======== DATA LISTING
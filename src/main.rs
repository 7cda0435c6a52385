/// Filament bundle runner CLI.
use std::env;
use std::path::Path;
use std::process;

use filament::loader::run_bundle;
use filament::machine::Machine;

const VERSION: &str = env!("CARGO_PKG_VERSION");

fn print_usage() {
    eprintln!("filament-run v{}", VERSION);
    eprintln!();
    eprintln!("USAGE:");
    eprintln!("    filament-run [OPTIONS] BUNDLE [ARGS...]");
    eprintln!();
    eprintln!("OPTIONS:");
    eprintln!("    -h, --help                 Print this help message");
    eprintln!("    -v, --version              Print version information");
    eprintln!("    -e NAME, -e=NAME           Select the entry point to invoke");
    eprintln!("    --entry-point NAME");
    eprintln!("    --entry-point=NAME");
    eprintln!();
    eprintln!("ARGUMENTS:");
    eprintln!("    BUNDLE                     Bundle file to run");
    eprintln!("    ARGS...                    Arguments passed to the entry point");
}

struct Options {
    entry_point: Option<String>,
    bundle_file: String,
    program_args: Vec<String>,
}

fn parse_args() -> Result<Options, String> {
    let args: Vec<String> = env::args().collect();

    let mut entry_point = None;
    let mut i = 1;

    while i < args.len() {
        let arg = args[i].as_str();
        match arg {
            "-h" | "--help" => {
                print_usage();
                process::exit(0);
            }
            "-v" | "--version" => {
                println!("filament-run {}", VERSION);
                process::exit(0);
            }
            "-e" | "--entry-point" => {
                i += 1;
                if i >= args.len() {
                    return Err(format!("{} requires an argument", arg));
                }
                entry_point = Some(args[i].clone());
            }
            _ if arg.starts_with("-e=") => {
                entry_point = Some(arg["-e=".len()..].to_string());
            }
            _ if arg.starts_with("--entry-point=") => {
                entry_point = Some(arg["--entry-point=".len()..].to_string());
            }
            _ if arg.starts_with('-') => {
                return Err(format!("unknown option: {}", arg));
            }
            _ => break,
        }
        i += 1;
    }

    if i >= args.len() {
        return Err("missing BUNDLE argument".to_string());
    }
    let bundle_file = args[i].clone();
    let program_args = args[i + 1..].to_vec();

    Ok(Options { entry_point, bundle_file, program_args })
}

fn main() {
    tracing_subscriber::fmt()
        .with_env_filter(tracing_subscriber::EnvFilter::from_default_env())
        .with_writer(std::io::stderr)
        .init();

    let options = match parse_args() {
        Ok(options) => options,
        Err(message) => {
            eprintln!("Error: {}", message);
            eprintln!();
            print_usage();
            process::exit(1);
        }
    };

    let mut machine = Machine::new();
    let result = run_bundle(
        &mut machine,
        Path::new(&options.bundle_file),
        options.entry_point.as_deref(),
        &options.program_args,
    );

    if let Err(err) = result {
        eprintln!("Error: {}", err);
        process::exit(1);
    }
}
================
======== DATA LISTING
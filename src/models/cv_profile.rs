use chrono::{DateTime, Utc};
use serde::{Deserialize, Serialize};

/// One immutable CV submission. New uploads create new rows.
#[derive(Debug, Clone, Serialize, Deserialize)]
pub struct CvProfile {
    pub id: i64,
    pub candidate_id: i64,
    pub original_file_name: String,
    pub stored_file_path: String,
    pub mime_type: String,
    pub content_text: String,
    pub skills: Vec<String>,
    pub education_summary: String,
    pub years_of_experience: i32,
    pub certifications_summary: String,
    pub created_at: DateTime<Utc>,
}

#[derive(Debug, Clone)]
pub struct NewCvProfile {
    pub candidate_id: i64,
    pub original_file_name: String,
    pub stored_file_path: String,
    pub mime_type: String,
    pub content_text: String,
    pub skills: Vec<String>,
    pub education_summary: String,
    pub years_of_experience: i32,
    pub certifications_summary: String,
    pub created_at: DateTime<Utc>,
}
================
### WORK INSTRUCTION
Your answer must be every line from the entries that contains the string "match", copied as it stands.

### RESULT FOR THIS TASK
        match arg {
    let options = match parse_args() {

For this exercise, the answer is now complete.